» Work instructions
Each line of the listing that includes the string "Value" needs to be located and copied.

_____

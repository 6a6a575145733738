//! `EqualizerPresetsController` — owns the preset table.
//!
//! `SetBand`/`IncreaseBand`/`DecreaseBand` use this implementation's own
//! `PB<preset>,<band>,<lvl>` / `PB(U|D)<preset>,<band>` token family rather
//! than reusing the zone `EB` tokens — see `SPEC_FULL.md` §2.

use std::sync::Arc;

use parking_lot::Mutex;

use crate::connection::Connection;
use crate::controllers::context::{
    load_container, parse_identifier, parse_ranged, require_arity, save_container, DirtyFlag,
};
use crate::dispatch::{Dispatcher, FnHandler};
use crate::error::HlxResult;
use crate::events::{StateChange, StateChangeKind, StateChangeSink};
use crate::model::collection::check_name_unique;
use crate::model::equalizer::{BAND_MAX, BAND_MIN};
use crate::model::{EqualizerPreset, IdentifierCollection, Identifier, EQUALIZER_PRESET_MAX};
use crate::protocol::catalog::{
    render_name_set, render_preset_band, render_query_preset, Verb,
};
use crate::protocol::framing::render_frame;

pub struct EqualizerPresetsController {
    presets: Mutex<IdentifierCollection<EqualizerPreset>>,
    dirty: Arc<DirtyFlag>,
    sink: Arc<dyn StateChangeSink>,
}

impl EqualizerPresetsController {
    pub fn new(dirty: Arc<DirtyFlag>, sink: Arc<dyn StateChangeSink>) -> Self {
        Self {
            presets: Mutex::new(IdentifierCollection::new(
                    EQUALIZER_PRESET_MAX,
                    "equalizer preset",
                    EqualizerPreset::new,
                )),
            dirty,
            sink,
        }
    }

    pub fn register(self: &Arc<Self>, dispatcher: &Dispatcher) {
        let a = self.clone();
        dispatcher.register(
            Verb::PresetBand,
            Arc::new(FnHandler::new(move |connection, captures| {
                        let a = a.clone();
                        async move { a.handle_set_band(connection, captures).await }
                    })),
        );
        let b = self.clone();
        dispatcher.register(
            Verb::PresetBandIncDec,
            Arc::new(FnHandler::new(move |connection, captures| {
                        let b = b.clone();
                        async move { b.handle_band_inc_dec(connection, captures).await }
                    })),
        );
        let c = self.clone();
        dispatcher.register(
            Verb::QueryPreset,
            Arc::new(FnHandler::new(move |connection, captures| {
                        let c = c.clone();
                        async move { c.handle_query(connection, captures).await }
                    })),
        );
    }

    async fn handle_set_band(&self, connection: Arc<dyn Connection>, captures: Vec<String>) {
        if require_arity(&captures, 3).is_err() {
            let _ = connection.send(&render_frame("ERROR")).await;
            return;
        }
        let (preset, band, level) = (
            parse_identifier(&captures[0], EQUALIZER_PRESET_MAX, "preset"),
            captures[1].parse::<u8>(),
            parse_ranged(&captures[2], BAND_MIN, BAND_MAX, "band level"),
        );
        let (Ok(preset), Ok(band), Ok(level)) = (preset, band, level) else {
            let _ = connection.send(&render_frame("ERROR")).await;
            return;
        };

        let outcome = {
            let mut presets = self.presets.lock();
            match presets.get_mut(preset) {
                Ok(p) => match p.bands_mut().set(band, level) {
                    Ok(outcome) => outcome,
                    Err(_) => {
                        let _ = connection.send(&render_frame("ERROR")).await;
                        return;
                    }
                },
                Err(_) => {
                    let _ = connection.send(&render_frame("ERROR")).await;
                    return;
                }
            }
        };

        if outcome.is_changed() {
            self.dirty.mark();
            self.sink.on_state_change(StateChange::new(
                    StateChangeKind::PresetBand,
                    Some(preset),
                    level.to_string(),
                ));
        }
        let _ = connection
            .send(&render_frame(&render_preset_band(preset, band, level)))
            .await;
    }

    async fn handle_band_inc_dec(&self, connection: Arc<dyn Connection>, captures: Vec<String>) {
        if require_arity(&captures, 3).is_err() {
            let _ = connection.send(&render_frame("ERROR")).await;
            return;
        }
        let increase = captures[0] == "U";
        let preset = parse_identifier(&captures[1], EQUALIZER_PRESET_MAX, "preset");
        let band = captures[2].parse::<u8>();
        let (Ok(preset), Ok(band)) = (preset, band) else {
            let _ = connection.send(&render_frame("ERROR")).await;
            return;
        };

        let (level, outcome) = {
            let mut presets = self.presets.lock();
            let entry = match presets.get_mut(preset) {
                Ok(p) => p,
                Err(_) => {
                    let _ = connection.send(&render_frame("ERROR")).await;
                    return;
                }
            };
            let result = if increase {
                entry.bands_mut().increase(band)
            } else {
                entry.bands_mut().decrease(band)
            };
            let outcome = match result {
                Ok(outcome) => outcome,
                Err(_) => {
                    let _ = connection.send(&render_frame("ERROR")).await;
                    return;
                }
            };
            (entry.bands().get(band).unwrap_or(0), outcome)
        };

        if outcome.is_changed() {
            self.dirty.mark();
            self.sink.on_state_change(StateChange::new(
                    StateChangeKind::PresetBand,
                    Some(preset),
                    level.to_string(),
                ));
        }
        let _ = connection
            .send(&render_frame(&render_preset_band(preset, band, level)))
            .await;
    }

    async fn handle_query(&self, connection: Arc<dyn Connection>, captures: Vec<String>) {
        if require_arity(&captures, 1).is_err() {
            let _ = connection.send(&render_frame("ERROR")).await;
            return;
        }
        let id = match parse_identifier(&captures[0], EQUALIZER_PRESET_MAX, "preset") {
            Ok(id) => id,
            Err(_) => {
                let _ = connection.send(&render_frame("ERROR")).await;
                return;
            }
        };
        self.write_query_response(&connection, id).await;
    }

    /// Name, then one band response per band in identifier order, then the
    /// echoed `(QE<id>)` end frame.
    async fn write_query_response(&self, connection: &Arc<dyn Connection>, id: Identifier) {
        let (name, bands) = {
            let presets = self.presets.lock();
            match presets.get(id) {
                Ok(p) => (
                    p.name().as_str().to_string(),
                    p.bands().iter().collect::<Vec<_>>(),
                ),
                Err(_) => {
                    let _ = connection.send(&render_frame("ERROR")).await;
                    return;
                }
            }
        };
        let _ = connection
            .send(&render_frame(&render_name_set('E', id, &name)))
            .await;
        for (band, level) in bands {
            let _ = connection
                .send(&render_frame(&render_preset_band(id, band, level)))
                .await;
        }
        let _ = connection
            .send(&render_frame(&render_query_preset(id)))
            .await;
    }

    /// `SetName(id, name)`, unconditional.
    pub async fn set_name(&self, connection: Arc<dyn Connection>, id: Identifier, name: &str) {
        let outcome = {
            let mut presets = self.presets.lock();
            if presets.get(id).is_err()
            || check_name_unique(&presets, id, name, |p| p.name().as_str()).is_err()
            {
                let _ = connection.send(&render_frame("ERROR")).await;
                return;
            }
            match presets.get_mut(id).unwrap().name_mut().set(name) {
                Ok(outcome) => outcome,
                Err(_) => {
                    let _ = connection.send(&render_frame("ERROR")).await;
                    return;
                }
            }
        };

        if outcome.is_changed() {
            self.dirty.mark();
            self.sink
                .on_state_change(StateChange::new(StateChangeKind::PresetName, Some(id), name));
        }
        let _ = connection
            .send(&render_frame(&render_name_set('E', id, name)))
            .await;
    }

    /// `QueryCurrent` fan-out: iterates all presets.
    pub async fn write_current_snapshot(&self, connection: &Arc<dyn Connection>) {
        let ids: Vec<Identifier> = (1..=self.presets.lock().max()).collect();
        for id in ids {
            self.write_query_response(connection, id).await;
        }
    }

    pub fn reset_to_defaults(&self) {
        self.presets.lock().reset(EqualizerPreset::new);
    }

    pub fn load_from_backup(&self, doc: &serde_json::Value) -> HlxResult<()> {
        let entries: Vec<EqualizerPreset> = load_container(doc, "Equalizer Presets")?;
        self.presets.lock().load_backup(entries)
    }

    pub fn save_to_backup(&self, doc: &mut serde_json::Value) {
        let presets = self.presets.lock();
        save_container(doc, "Equalizer Presets", presets.to_backup());
    }
}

_____

» Reply
    pub fn load_from_backup(&self, doc: &serde_json::Value) -> HlxResult<()> {
    pub fn save_to_backup(&self, doc: &mut serde_json::Value) {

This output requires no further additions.